_About this task_. Scan the entries and copy each line where the word "needle" is present.

=== Entries supplied ===

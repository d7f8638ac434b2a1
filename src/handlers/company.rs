//! # Company Handlers
//!
//! The company grid, its create/edit/delete forms and the detail page. Every
//! mutation answers with a redirect back to the grid carrying a flash message;
//! a form that fails validation re-renders the grid with field errors.

use crate::error::{ApiError, RepositoryError};
use crate::pages::company::{
    CompanyDetail, CompanyGrid, INDEX_COMPONENT, IndexProps, SHOW_COMPONENT, ShowProps,
};
use crate::pages::{Page, PageContext, PageResponse, redirect_with_flash};
use crate::repositories::CompanyRepository;
use crate::server::AppState;
use crate::validation::{CompanyForm, FieldErrors};
use axum::{
    extract::{Path, State, rejection::JsonRejection},
    http::StatusCode,
    response::{IntoResponse, Json, Response},
};
use metrics::counter;

pub const COMPANY_INDEX_PATH: &str = "/company";

pub const CREATED_MESSAGE: &str = "Empresa criada com sucesso!";
pub const UPDATED_MESSAGE: &str = "Empresa atualizada com sucesso!";
pub const DELETED_MESSAGE: &str = "Empresa excluída com sucesso!";

/// Company grid, newest first, each row with its machine count
#[utoipa::path(
    get,
    path = "/company",
    params(
        ("X-Inertia" = Option<bool>, Header, description = "Return the page object as JSON instead of the HTML shell"),
        ("X-Inertia-Version" = Option<String>, Header, description = "Asset version of the client")
    ),
    responses(
        (status = 200, description = "Company grid page", body = Page),
        (status = 409, description = "Client asset version is stale; reload from X-Inertia-Location"),
        (status = 500, description = "Internal server error", body = ApiError)
    ),
    tag = "company"
)]
pub async fn index(
    State(state): State<AppState>,
    page: PageContext,
) -> Result<PageResponse, ApiError> {
    let grid = load_grid(&state).await?;
    Ok(page.render(INDEX_COMPONENT, IndexProps::new(grid)))
}

/// Create a company
#[utoipa::path(
    post,
    path = "/company",
    request_body = CompanyForm,
    responses(
        (status = 302, description = "Created; redirects to the grid with a flash message", headers(
            ("Location", description = "/company"),
            ("Set-Cookie", description = "Flash message cookie")
        )),
        (status = 400, description = "Malformed JSON body", body = ApiError),
        (status = 422, description = "Validation failed; grid re-rendered with errors", body = Page),
        (status = 500, description = "Internal server error", body = ApiError)
    ),
    tag = "company"
)]
pub async fn store(
    State(state): State<AppState>,
    page: PageContext,
    payload: Result<Json<CompanyForm>, JsonRejection>,
) -> Result<Response, ApiError> {
    let Json(form) = payload?;

    let input = match form.validate() {
        Ok(input) => input,
        Err(errors) => return invalid_form(&state, &page, &form, errors, "store").await,
    };

    let company = CompanyRepository::new(&state.db).create(input).await?;
    counter!("registry_company_mutations_total", "action" => "store").increment(1);
    tracing::debug!(company_id = company.id, "Redirecting after create");

    Ok(redirect_with_flash(
        &page.method,
        COMPANY_INDEX_PATH,
        CREATED_MESSAGE,
    ))
}

/// Company detail with its machines
#[utoipa::path(
    get,
    path = "/company/{id}",
    params(
        ("id" = String, Path, description = "Company identifier")
    ),
    responses(
        (status = 200, description = "Company detail page", body = Page),
        (status = 404, description = "Company not found", body = ApiError),
        (status = 500, description = "Internal server error", body = ApiError)
    ),
    tag = "company"
)]
pub async fn show(
    State(state): State<AppState>,
    Path(raw_id): Path<String>,
    page: PageContext,
) -> Result<PageResponse, ApiError> {
    let id = company_id(&raw_id)?;
    let (company, machines) = CompanyRepository::new(&state.db)
        .find_with_machines(id)
        .await?;

    Ok(page.render(
        SHOW_COMPONENT,
        ShowProps {
            company: CompanyDetail::new(company, machines),
        },
    ))
}

/// Replace a company's name and description
#[utoipa::path(
    put,
    path = "/company/{id}",
    params(
        ("id" = String, Path, description = "Company identifier")
    ),
    request_body = CompanyForm,
    responses(
        (status = 303, description = "Updated; redirects to the grid with a flash message", headers(
            ("Location", description = "/company"),
            ("Set-Cookie", description = "Flash message cookie")
        )),
        (status = 400, description = "Malformed JSON body", body = ApiError),
        (status = 404, description = "Company not found", body = ApiError),
        (status = 422, description = "Validation failed; grid re-rendered with errors", body = Page),
        (status = 500, description = "Internal server error", body = ApiError)
    ),
    tag = "company"
)]
pub async fn update(
    State(state): State<AppState>,
    Path(raw_id): Path<String>,
    page: PageContext,
    payload: Result<Json<CompanyForm>, JsonRejection>,
) -> Result<Response, ApiError> {
    let id = company_id(&raw_id)?;
    let repo = CompanyRepository::new(&state.db);

    // An unknown id is a 404 even when the body is also invalid
    if repo.get_by_id(id).await?.is_none() {
        return Err(RepositoryError::not_found("Company", id).into());
    }

    let Json(form) = payload?;

    let input = match form.validate() {
        Ok(input) => input,
        Err(errors) => return invalid_form(&state, &page, &form, errors, "update").await,
    };

    repo.update(id, input).await?;
    counter!("registry_company_mutations_total", "action" => "update").increment(1);

    Ok(redirect_with_flash(
        &page.method,
        COMPANY_INDEX_PATH,
        UPDATED_MESSAGE,
    ))
}

/// Delete a company together with its machines and their documents
#[utoipa::path(
    delete,
    path = "/company/{id}",
    params(
        ("id" = String, Path, description = "Company identifier")
    ),
    responses(
        (status = 303, description = "Deleted; redirects to the grid with a flash message", headers(
            ("Location", description = "/company"),
            ("Set-Cookie", description = "Flash message cookie")
        )),
        (status = 404, description = "Company not found", body = ApiError),
        (status = 500, description = "Internal server error", body = ApiError)
    ),
    tag = "company"
)]
pub async fn destroy(
    State(state): State<AppState>,
    Path(raw_id): Path<String>,
    page: PageContext,
) -> Result<Response, ApiError> {
    let id = company_id(&raw_id)?;
    CompanyRepository::new(&state.db).delete(id).await?;
    counter!("registry_company_mutations_total", "action" => "destroy").increment(1);

    Ok(redirect_with_flash(
        &page.method,
        COMPANY_INDEX_PATH,
        DELETED_MESSAGE,
    ))
}

/// Ids that cannot name a stored company are simply not found
fn company_id(raw: &str) -> Result<i32, ApiError> {
    raw.parse::<i32>()
        .map_err(|_| RepositoryError::NotFound(format!("Company {} not found", raw)).into())
}

async fn load_grid(state: &AppState) -> Result<CompanyGrid, ApiError> {
    let rows = CompanyRepository::new(&state.db)
        .list_with_machine_count()
        .await?;
    Ok(CompanyGrid::new(rows))
}

async fn invalid_form(
    state: &AppState,
    page: &PageContext,
    form: &CompanyForm,
    errors: FieldErrors,
    action: &'static str,
) -> Result<Response, ApiError> {
    counter!("registry_company_validation_failures_total", "action" => action).increment(1);
    tracing::debug!(action, fields = errors.len(), "Company form rejected");

    let grid = load_grid(state).await?;
    let props = IndexProps::with_errors(grid, errors, form.old_input());

    Ok(page
        .render(INDEX_COMPONENT, props)
        .with_status(StatusCode::UNPROCESSABLE_ENTITY)
        .into_response())
}
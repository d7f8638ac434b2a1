//! View models for the company pages.

use chrono::{DateTime, FixedOffset};
use serde::{Deserialize, Serialize};
use utoipa::ToSchema;

use crate::models::{company, machine};
use crate::repositories::CompanyWithMachineCount;
use crate::validation::{FieldErrors, OldInput};

pub const INDEX_COMPONENT: &str = "company";
pub const SHOW_COMPONENT: &str = "company/show";

/// One row of the company grid
#[derive(Debug, Clone, PartialEq, Eq, Serialize, Deserialize, ToSchema)]
pub struct CompanyRow {
    pub id: i32,
    pub name: String,
    pub description: Option<String>,
    /// RFC 3339 timestamp
    pub created_at: String,
    /// RFC 3339 timestamp
    pub updated_at: String,
    /// Creation date as shown in the grid (`dd/mm/yyyy`)
    #[schema(example = "17/09/2025")]
    pub created_on: String,
    pub machines_count: i64,
}

impl From<CompanyWithMachineCount> for CompanyRow {
    fn from(row: CompanyWithMachineCount) -> Self {
        Self {
            id: row.id,
            name: row.name,
            description: row.description,
            created_at: row.created_at.to_rfc3339(),
            updated_at: row.updated_at.to_rfc3339(),
            created_on: format_date(&row.created_at),
            machines_count: row.machines_count,
        }
    }
}

#[derive(Debug, Clone, PartialEq, Eq, Serialize, Deserialize, ToSchema)]
pub struct MachineRow {
    pub id: i32,
    pub name: String,
    pub model: Option<String>,
    pub category: Option<String>,
    pub description: Option<String>,
}

impl From<machine::Model> for MachineRow {
    fn from(machine: machine::Model) -> Self {
        Self {
            id: machine.id,
            name: machine.name,
            model: machine.model,
            category: machine.category,
            description: machine.description,
        }
    }
}

/// A single company with its machines
#[derive(Debug, Clone, PartialEq, Eq, Serialize, Deserialize, ToSchema)]
pub struct CompanyDetail {
    pub id: i32,
    pub name: String,
    pub description: Option<String>,
    pub created_at: String,
    pub updated_at: String,
    pub created_on: String,
    pub machines: Vec<MachineRow>,
}

impl CompanyDetail {
    pub fn new(company: company::Model, machines: Vec<machine::Model>) -> Self {
        Self {
            id: company.id,
            created_at: company.created_at.to_rfc3339(),
            updated_at: company.updated_at.to_rfc3339(),
            created_on: format_date(&company.created_at),
            name: company.name,
            description: company.description,
            machines: machines.into_iter().map(MachineRow::from).collect(),
        }
    }
}

/// The searchable company grid, newest company first
#[derive(Debug, Clone, Default, PartialEq, Eq, Serialize, Deserialize, ToSchema)]
pub struct CompanyGrid {
    pub companies: Vec<CompanyRow>,
}

impl CompanyGrid {
    pub fn new(rows: Vec<CompanyWithMachineCount>) -> Self {
        Self {
            companies: rows.into_iter().map(CompanyRow::from).collect(),
        }
    }

    /// Rows whose name or description contains `term`, ignoring case.
    /// An empty term keeps every row; whitespace is matched as typed.
    pub fn filter(&self, term: &str) -> Vec<&CompanyRow> {
        let needle = term.to_lowercase();
        if needle.is_empty() {
            return self.companies.iter().collect();
        }

        self.companies
            .iter()
            .filter(|row| {
                row.name.to_lowercase().contains(&needle)
                    || row
                        .description
                        .as_deref()
                        .is_some_and(|d| d.to_lowercase().contains(&needle))
            })
            .collect()
    }
}

/// Props of the `company` page
#[derive(Debug, Clone, Serialize, ToSchema)]
pub struct IndexProps {
    pub companies: Vec<CompanyRow>,
    #[serde(skip_serializing_if = "FieldErrors::is_empty")]
    pub errors: FieldErrors,
    #[serde(skip_serializing_if = "Option::is_none")]
    pub old: Option<OldInput>,
}

impl IndexProps {
    pub fn new(grid: CompanyGrid) -> Self {
        Self {
            companies: grid.companies,
            errors: FieldErrors::new(),
            old: None,
        }
    }

    /// Props for re-rendering the form after a failed submission
    pub fn with_errors(grid: CompanyGrid, errors: FieldErrors, old: OldInput) -> Self {
        Self {
            companies: grid.companies,
            errors,
            old: Some(old),
        }
    }
}

/// Props of the `company/show` page
#[derive(Debug, Clone, Serialize, ToSchema)]
pub struct ShowProps {
    pub company: CompanyDetail,
}

pub fn format_date(at: &DateTime<FixedOffset>) -> String {
    at.format("%d/%m/%Y").to_string()
}
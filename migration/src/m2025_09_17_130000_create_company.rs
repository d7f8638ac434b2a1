//! Migration to create the company table.

use sea_orm_migration::prelude::*;

#[derive(DeriveMigrationName)]
pub struct Migration;

#[async_trait::async_trait]
impl MigrationTrait for Migration {
    async fn up(&self, manager: &SchemaManager) -> Result<(), DbErr> {
        manager
            .create_table(
                Table::create()
                    .table(Company::Table)
                    .if_not_exists()
                    .col(
                        ColumnDef::new(Company::Id)
                            .integer()
                            .not_null()
                            .auto_increment()
                            .primary_key(),
                    )
                    .col(ColumnDef::new(Company::Name).string_len(255).not_null())
                    .col(ColumnDef::new(Company::Description).string_len(1000).null())
                    .col(
                        ColumnDef::new(Company::CreatedAt)
                            .timestamp_with_time_zone()
                            .not_null()
                            .default(Expr::current_timestamp()),
                    )
                    .col(
                        ColumnDef::new(Company::UpdatedAt)
                            .timestamp_with_time_zone()
                            .not_null()
                            .default(Expr::current_timestamp()),
                    )
                    .to_owned(),
            )
            .await?;

        // Listing orders newest-first
        manager
            .create_index(
                Index::create()
                    .name("idx_company_created_at")
                    .table(Company::Table)
                    .col(Company::CreatedAt)
                    .to_owned(),
            )
            .await?;

        Ok(())
    }

    async fn down(&self, manager: &SchemaManager) -> Result<(), DbErr> {
        manager
            .drop_index(Index::drop().name("idx_company_created_at").to_owned())
            .await?;

        manager
            .drop_table(Table::drop().table(Company::Table).to_owned())
            .await
    }
}

#[derive(DeriveIden)]
enum Company {
    Table,
    Id,
    Name,
    Description,
    CreatedAt,
    UpdatedAt,
}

===

_Expected answer_.
        let needle = term.to_lowercase();
        if needle.is_empty() {
                row.name.to_lowercase().contains(&needle)
                        .is_some_and(|d| d.to_lowercase().contains(&needle))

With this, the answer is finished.